* Activity
Go through the entries below and say how many lines hold the word "that". Nothing else is needed.

┌──

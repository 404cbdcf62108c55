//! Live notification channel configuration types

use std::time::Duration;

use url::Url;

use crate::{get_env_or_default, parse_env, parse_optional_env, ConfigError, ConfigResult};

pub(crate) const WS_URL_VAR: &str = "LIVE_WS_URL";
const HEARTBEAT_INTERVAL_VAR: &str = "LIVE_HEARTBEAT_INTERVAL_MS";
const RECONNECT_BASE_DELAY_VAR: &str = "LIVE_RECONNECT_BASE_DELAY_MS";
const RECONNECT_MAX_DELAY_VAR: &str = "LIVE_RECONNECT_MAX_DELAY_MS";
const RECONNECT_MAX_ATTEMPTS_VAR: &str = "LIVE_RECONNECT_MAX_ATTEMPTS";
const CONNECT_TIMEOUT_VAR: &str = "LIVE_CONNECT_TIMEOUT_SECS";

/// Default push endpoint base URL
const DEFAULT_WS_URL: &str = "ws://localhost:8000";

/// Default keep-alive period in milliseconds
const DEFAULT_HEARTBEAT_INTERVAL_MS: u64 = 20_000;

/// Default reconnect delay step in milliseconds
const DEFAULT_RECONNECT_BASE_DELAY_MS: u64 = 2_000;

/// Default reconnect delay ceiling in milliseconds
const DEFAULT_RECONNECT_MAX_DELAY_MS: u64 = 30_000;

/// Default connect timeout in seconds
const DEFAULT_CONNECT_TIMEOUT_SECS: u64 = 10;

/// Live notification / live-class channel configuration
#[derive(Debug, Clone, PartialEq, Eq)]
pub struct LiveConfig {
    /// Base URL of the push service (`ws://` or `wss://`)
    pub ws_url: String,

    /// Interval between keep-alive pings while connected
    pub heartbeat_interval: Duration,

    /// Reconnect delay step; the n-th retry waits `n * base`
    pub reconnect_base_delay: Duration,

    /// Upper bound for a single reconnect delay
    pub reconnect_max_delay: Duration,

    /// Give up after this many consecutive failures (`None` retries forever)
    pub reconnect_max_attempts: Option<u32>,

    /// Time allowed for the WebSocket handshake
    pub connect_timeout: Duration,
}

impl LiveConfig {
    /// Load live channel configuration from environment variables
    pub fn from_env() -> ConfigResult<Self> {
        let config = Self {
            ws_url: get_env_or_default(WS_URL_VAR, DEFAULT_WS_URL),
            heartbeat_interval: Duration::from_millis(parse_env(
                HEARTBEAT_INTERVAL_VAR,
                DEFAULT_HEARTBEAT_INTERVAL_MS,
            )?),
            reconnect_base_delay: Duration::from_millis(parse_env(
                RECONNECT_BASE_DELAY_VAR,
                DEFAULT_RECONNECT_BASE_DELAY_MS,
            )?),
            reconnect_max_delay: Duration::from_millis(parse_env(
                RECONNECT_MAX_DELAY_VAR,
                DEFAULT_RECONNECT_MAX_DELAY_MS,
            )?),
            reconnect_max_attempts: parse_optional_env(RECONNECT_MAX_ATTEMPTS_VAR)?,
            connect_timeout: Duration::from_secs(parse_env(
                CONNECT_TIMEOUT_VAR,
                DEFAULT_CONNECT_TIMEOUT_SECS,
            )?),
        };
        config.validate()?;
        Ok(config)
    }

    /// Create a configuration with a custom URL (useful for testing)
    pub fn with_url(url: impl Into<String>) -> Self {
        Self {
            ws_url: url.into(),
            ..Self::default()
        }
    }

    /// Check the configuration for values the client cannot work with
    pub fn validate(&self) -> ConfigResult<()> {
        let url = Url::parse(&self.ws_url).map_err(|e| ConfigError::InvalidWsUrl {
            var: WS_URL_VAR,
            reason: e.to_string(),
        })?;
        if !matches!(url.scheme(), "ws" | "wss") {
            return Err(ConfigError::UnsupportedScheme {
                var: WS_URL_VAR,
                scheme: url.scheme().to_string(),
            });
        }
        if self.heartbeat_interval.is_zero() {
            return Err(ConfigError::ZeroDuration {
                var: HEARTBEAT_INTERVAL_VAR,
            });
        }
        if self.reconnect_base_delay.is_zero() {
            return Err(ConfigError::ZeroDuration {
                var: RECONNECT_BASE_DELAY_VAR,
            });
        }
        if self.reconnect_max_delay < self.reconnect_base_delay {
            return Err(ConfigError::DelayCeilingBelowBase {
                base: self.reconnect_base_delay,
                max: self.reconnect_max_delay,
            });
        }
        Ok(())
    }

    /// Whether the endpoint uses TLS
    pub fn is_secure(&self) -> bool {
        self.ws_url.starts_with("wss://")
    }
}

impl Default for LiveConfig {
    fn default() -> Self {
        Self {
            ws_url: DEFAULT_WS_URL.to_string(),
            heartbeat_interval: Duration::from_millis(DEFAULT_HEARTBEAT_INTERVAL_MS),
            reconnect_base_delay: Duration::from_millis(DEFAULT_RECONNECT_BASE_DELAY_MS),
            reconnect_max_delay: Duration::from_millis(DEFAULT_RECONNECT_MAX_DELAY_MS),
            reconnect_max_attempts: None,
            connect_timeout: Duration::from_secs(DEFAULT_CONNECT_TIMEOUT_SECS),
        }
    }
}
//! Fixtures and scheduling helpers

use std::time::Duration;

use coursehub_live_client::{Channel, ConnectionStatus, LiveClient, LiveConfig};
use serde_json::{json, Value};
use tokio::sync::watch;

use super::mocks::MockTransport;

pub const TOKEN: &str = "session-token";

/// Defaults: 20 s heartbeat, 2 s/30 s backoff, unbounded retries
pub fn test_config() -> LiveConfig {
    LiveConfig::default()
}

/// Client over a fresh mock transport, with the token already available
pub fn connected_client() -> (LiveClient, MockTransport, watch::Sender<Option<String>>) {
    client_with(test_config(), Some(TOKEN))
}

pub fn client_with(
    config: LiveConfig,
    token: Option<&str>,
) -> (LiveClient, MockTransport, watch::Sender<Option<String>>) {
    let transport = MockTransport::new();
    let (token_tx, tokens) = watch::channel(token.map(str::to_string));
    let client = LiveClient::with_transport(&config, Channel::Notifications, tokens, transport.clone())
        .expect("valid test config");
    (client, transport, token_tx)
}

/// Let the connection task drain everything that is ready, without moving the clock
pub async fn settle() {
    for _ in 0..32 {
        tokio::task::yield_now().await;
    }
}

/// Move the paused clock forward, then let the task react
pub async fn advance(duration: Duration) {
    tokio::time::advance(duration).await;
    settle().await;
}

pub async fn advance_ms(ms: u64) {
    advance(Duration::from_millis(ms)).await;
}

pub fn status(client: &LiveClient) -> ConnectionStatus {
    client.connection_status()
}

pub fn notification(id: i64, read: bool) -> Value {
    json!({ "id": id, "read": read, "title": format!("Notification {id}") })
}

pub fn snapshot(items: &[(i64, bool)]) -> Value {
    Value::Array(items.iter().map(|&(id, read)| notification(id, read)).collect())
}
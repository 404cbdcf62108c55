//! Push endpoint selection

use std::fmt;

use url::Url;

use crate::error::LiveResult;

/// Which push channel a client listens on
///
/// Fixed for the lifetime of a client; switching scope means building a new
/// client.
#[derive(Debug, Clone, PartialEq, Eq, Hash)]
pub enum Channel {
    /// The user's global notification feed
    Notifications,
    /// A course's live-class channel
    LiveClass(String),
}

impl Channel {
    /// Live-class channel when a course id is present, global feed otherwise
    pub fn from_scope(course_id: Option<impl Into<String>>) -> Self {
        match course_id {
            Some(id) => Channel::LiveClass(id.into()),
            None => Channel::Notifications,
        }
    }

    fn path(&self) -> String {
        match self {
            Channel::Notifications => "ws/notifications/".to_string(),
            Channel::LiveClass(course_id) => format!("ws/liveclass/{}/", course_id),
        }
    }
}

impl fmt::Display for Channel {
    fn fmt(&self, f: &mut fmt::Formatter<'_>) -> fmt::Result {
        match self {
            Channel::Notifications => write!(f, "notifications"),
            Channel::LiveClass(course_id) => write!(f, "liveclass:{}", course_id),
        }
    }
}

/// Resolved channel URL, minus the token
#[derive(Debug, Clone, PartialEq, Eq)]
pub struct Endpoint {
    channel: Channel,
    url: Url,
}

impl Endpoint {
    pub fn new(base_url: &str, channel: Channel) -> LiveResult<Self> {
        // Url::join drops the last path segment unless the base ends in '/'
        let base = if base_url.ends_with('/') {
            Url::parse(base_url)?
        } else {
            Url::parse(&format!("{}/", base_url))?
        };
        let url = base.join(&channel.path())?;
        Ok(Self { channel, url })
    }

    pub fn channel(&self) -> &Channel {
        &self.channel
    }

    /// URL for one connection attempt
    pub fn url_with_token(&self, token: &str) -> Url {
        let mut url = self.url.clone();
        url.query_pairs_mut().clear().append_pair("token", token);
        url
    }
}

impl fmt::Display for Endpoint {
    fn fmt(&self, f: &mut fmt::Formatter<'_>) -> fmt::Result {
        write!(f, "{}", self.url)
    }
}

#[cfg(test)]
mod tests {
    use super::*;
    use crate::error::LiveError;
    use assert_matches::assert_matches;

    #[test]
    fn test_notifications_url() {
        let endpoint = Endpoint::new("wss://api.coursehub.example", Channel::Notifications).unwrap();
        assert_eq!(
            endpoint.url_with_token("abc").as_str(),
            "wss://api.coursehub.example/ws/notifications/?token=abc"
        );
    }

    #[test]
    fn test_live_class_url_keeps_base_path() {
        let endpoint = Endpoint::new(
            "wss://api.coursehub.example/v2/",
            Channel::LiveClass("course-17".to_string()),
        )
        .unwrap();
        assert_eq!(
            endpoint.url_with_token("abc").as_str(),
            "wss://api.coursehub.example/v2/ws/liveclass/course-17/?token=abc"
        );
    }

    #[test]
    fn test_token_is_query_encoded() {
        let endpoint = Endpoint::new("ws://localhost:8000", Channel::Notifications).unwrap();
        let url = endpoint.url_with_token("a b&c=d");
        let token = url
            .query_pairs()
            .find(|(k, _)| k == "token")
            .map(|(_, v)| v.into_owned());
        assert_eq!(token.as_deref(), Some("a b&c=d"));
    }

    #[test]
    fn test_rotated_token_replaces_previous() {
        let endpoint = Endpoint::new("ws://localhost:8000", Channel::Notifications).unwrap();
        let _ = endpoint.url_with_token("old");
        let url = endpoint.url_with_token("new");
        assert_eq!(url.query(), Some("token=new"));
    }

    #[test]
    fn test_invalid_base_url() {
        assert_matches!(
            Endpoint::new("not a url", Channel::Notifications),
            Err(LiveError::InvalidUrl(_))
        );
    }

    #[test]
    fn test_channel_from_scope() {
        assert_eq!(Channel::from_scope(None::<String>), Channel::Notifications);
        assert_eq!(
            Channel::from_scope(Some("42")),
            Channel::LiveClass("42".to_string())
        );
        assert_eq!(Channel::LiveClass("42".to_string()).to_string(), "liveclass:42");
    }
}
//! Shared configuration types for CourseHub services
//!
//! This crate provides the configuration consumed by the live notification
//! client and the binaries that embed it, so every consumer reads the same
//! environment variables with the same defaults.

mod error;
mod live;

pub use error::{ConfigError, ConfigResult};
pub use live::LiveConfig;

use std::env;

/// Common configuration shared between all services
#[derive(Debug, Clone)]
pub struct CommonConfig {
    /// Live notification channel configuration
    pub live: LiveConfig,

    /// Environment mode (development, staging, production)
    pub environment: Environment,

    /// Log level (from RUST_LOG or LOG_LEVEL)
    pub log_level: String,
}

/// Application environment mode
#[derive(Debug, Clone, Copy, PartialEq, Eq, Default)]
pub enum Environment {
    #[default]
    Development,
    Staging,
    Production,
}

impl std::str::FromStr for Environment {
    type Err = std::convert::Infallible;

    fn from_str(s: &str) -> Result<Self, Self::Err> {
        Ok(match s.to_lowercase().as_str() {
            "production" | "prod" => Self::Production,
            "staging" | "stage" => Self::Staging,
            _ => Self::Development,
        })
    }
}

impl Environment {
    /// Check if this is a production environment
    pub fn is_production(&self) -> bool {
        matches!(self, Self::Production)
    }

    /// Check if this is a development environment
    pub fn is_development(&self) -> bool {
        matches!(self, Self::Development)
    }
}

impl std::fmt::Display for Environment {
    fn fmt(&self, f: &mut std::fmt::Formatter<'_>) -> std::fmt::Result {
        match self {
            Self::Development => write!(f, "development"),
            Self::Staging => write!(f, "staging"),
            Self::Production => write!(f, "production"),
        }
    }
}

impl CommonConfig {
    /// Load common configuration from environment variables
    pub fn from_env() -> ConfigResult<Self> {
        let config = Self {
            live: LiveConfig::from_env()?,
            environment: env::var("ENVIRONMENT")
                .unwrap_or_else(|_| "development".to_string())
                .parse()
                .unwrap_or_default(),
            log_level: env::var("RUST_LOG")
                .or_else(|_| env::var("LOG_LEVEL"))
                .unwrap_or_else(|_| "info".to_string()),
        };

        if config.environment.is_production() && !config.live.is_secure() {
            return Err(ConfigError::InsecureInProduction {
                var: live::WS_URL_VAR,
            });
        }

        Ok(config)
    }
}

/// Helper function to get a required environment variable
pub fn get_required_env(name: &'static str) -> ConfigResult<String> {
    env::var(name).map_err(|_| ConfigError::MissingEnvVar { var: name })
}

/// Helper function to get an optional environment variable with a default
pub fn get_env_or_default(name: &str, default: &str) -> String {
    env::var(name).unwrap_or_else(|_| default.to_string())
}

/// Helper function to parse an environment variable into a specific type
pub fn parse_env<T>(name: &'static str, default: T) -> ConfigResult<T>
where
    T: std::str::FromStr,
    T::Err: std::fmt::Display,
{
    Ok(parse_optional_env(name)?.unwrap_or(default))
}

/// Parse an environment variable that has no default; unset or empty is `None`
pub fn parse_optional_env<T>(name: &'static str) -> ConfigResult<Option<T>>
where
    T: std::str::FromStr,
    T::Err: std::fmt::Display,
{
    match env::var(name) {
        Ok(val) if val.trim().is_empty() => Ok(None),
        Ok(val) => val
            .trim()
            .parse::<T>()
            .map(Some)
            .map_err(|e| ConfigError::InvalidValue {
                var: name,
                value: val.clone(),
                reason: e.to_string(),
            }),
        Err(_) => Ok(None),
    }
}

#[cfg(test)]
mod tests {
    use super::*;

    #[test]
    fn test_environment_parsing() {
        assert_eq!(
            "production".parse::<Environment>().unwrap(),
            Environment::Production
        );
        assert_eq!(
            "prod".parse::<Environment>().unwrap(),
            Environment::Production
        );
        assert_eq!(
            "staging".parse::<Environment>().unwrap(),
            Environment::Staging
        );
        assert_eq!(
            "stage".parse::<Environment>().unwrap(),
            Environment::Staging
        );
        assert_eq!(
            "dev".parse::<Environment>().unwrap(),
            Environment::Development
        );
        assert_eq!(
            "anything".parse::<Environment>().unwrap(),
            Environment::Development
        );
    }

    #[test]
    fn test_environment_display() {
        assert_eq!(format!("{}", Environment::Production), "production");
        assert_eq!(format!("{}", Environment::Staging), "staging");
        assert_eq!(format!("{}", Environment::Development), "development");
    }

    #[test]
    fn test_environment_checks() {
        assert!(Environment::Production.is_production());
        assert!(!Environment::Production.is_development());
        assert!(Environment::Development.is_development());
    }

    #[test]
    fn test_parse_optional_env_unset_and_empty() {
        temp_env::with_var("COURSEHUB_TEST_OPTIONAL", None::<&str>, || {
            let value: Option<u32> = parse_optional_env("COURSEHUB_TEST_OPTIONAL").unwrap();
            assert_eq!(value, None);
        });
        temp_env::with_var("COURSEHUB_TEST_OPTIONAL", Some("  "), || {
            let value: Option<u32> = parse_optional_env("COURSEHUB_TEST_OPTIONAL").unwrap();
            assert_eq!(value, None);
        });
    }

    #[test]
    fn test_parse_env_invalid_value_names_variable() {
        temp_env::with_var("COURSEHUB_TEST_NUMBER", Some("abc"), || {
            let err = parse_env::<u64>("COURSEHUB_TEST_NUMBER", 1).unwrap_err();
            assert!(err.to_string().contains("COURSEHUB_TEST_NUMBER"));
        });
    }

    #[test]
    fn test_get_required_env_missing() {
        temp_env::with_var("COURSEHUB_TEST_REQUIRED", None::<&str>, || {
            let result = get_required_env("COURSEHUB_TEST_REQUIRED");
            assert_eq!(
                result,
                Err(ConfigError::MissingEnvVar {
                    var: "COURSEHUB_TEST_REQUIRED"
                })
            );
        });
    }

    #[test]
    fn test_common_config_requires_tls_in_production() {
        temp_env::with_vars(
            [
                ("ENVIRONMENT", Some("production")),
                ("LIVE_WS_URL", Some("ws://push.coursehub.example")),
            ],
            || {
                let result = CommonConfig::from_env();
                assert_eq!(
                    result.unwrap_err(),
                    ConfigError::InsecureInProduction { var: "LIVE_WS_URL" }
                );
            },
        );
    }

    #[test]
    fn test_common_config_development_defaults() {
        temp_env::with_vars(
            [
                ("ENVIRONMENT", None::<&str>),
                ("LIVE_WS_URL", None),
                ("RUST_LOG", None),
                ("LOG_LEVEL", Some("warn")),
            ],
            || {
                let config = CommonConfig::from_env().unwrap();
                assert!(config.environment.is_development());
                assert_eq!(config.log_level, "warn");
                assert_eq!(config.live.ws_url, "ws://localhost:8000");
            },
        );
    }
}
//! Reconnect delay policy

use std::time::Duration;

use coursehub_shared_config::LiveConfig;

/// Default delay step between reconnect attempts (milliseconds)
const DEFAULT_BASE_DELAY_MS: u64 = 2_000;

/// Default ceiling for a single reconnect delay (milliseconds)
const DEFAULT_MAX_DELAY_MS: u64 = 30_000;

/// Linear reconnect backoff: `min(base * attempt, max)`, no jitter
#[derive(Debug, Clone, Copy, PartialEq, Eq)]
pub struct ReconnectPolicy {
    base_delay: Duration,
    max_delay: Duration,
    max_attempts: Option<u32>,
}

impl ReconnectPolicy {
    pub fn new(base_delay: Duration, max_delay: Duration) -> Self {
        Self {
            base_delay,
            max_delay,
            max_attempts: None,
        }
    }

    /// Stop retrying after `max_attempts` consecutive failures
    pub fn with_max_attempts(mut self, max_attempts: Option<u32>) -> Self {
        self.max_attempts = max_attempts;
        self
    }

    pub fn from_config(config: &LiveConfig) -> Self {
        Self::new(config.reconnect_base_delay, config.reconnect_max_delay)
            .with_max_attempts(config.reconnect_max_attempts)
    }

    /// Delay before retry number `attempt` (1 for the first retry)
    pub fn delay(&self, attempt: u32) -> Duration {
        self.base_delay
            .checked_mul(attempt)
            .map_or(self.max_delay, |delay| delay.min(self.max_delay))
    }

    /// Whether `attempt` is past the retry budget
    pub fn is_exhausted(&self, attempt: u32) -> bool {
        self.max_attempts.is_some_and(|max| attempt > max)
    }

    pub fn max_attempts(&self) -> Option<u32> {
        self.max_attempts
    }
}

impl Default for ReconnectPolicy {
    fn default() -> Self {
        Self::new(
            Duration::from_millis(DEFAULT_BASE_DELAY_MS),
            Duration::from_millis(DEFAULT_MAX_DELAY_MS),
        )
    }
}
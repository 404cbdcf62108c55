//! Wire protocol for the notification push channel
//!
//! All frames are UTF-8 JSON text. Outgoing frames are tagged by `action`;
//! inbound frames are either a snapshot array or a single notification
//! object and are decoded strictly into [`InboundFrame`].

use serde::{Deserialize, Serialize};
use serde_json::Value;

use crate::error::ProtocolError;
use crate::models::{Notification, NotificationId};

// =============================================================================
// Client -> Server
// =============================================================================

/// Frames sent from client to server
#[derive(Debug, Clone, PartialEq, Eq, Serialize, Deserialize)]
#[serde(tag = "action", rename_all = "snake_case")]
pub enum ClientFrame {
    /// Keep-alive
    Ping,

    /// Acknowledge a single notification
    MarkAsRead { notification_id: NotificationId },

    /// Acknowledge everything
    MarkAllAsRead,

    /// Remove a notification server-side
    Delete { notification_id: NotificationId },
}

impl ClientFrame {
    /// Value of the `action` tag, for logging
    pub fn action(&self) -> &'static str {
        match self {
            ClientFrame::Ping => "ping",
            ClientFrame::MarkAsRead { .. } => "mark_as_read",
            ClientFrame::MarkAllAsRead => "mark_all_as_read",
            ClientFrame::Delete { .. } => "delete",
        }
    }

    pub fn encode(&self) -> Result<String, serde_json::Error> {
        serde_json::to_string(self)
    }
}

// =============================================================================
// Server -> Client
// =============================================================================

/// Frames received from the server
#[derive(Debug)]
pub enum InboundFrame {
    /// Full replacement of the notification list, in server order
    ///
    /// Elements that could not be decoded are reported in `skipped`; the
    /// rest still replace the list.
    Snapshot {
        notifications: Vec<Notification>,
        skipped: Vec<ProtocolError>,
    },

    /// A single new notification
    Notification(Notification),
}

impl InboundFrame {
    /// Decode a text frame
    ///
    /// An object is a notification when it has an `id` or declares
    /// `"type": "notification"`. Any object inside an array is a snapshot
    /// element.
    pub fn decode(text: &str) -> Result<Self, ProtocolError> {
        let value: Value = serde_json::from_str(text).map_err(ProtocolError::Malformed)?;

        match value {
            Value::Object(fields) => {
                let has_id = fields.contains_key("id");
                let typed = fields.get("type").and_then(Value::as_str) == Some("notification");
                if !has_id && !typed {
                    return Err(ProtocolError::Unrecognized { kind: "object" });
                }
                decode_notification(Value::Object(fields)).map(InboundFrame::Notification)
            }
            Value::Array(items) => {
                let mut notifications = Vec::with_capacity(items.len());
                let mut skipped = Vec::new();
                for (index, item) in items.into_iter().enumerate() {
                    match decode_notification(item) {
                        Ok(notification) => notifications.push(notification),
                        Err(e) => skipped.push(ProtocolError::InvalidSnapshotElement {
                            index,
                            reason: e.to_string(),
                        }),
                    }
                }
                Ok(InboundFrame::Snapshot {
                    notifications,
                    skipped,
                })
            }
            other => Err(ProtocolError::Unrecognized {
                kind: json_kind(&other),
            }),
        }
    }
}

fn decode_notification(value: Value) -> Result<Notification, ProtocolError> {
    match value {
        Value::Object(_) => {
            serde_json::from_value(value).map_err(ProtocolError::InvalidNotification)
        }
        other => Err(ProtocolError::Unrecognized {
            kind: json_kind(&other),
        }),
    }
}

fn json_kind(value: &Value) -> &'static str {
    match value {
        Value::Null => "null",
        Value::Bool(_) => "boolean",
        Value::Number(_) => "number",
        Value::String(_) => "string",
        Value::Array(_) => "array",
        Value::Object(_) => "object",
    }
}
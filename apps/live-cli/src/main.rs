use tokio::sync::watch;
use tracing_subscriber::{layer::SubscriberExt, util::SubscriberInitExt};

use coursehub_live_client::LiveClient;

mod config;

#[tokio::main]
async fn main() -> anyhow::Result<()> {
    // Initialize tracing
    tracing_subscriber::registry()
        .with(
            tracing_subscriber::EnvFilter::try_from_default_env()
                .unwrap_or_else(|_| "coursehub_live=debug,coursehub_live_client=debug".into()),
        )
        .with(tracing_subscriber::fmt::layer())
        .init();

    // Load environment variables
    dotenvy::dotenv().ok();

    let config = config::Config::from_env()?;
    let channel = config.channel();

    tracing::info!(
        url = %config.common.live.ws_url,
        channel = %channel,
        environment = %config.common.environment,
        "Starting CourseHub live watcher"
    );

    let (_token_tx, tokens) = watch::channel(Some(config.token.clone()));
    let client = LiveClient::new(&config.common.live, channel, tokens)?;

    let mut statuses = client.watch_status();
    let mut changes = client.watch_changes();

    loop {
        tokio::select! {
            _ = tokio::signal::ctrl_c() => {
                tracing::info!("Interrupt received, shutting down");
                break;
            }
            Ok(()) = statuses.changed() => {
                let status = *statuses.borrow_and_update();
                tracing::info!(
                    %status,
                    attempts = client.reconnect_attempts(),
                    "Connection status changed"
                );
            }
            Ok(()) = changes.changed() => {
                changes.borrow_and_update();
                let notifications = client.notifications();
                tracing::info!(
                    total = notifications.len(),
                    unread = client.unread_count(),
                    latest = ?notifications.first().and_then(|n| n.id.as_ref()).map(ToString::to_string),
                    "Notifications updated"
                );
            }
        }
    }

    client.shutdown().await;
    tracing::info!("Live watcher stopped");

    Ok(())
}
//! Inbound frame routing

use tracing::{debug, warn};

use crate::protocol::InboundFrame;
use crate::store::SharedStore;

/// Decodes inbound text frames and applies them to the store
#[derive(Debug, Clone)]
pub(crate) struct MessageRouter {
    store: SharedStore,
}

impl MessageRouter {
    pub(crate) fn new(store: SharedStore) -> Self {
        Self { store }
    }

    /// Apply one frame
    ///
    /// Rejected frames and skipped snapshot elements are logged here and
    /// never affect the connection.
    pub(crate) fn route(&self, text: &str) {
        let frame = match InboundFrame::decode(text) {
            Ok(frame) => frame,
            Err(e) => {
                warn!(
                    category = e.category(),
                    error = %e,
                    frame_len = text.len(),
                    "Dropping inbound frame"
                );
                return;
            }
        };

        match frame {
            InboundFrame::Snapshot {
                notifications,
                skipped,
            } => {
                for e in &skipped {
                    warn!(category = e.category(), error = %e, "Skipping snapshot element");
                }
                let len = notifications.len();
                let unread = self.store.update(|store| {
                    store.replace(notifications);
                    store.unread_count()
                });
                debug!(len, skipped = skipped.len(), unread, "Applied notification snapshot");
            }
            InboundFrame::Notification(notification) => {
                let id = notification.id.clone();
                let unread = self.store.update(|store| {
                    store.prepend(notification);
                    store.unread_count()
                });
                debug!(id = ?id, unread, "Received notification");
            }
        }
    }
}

└──

* Solution for this exercise
4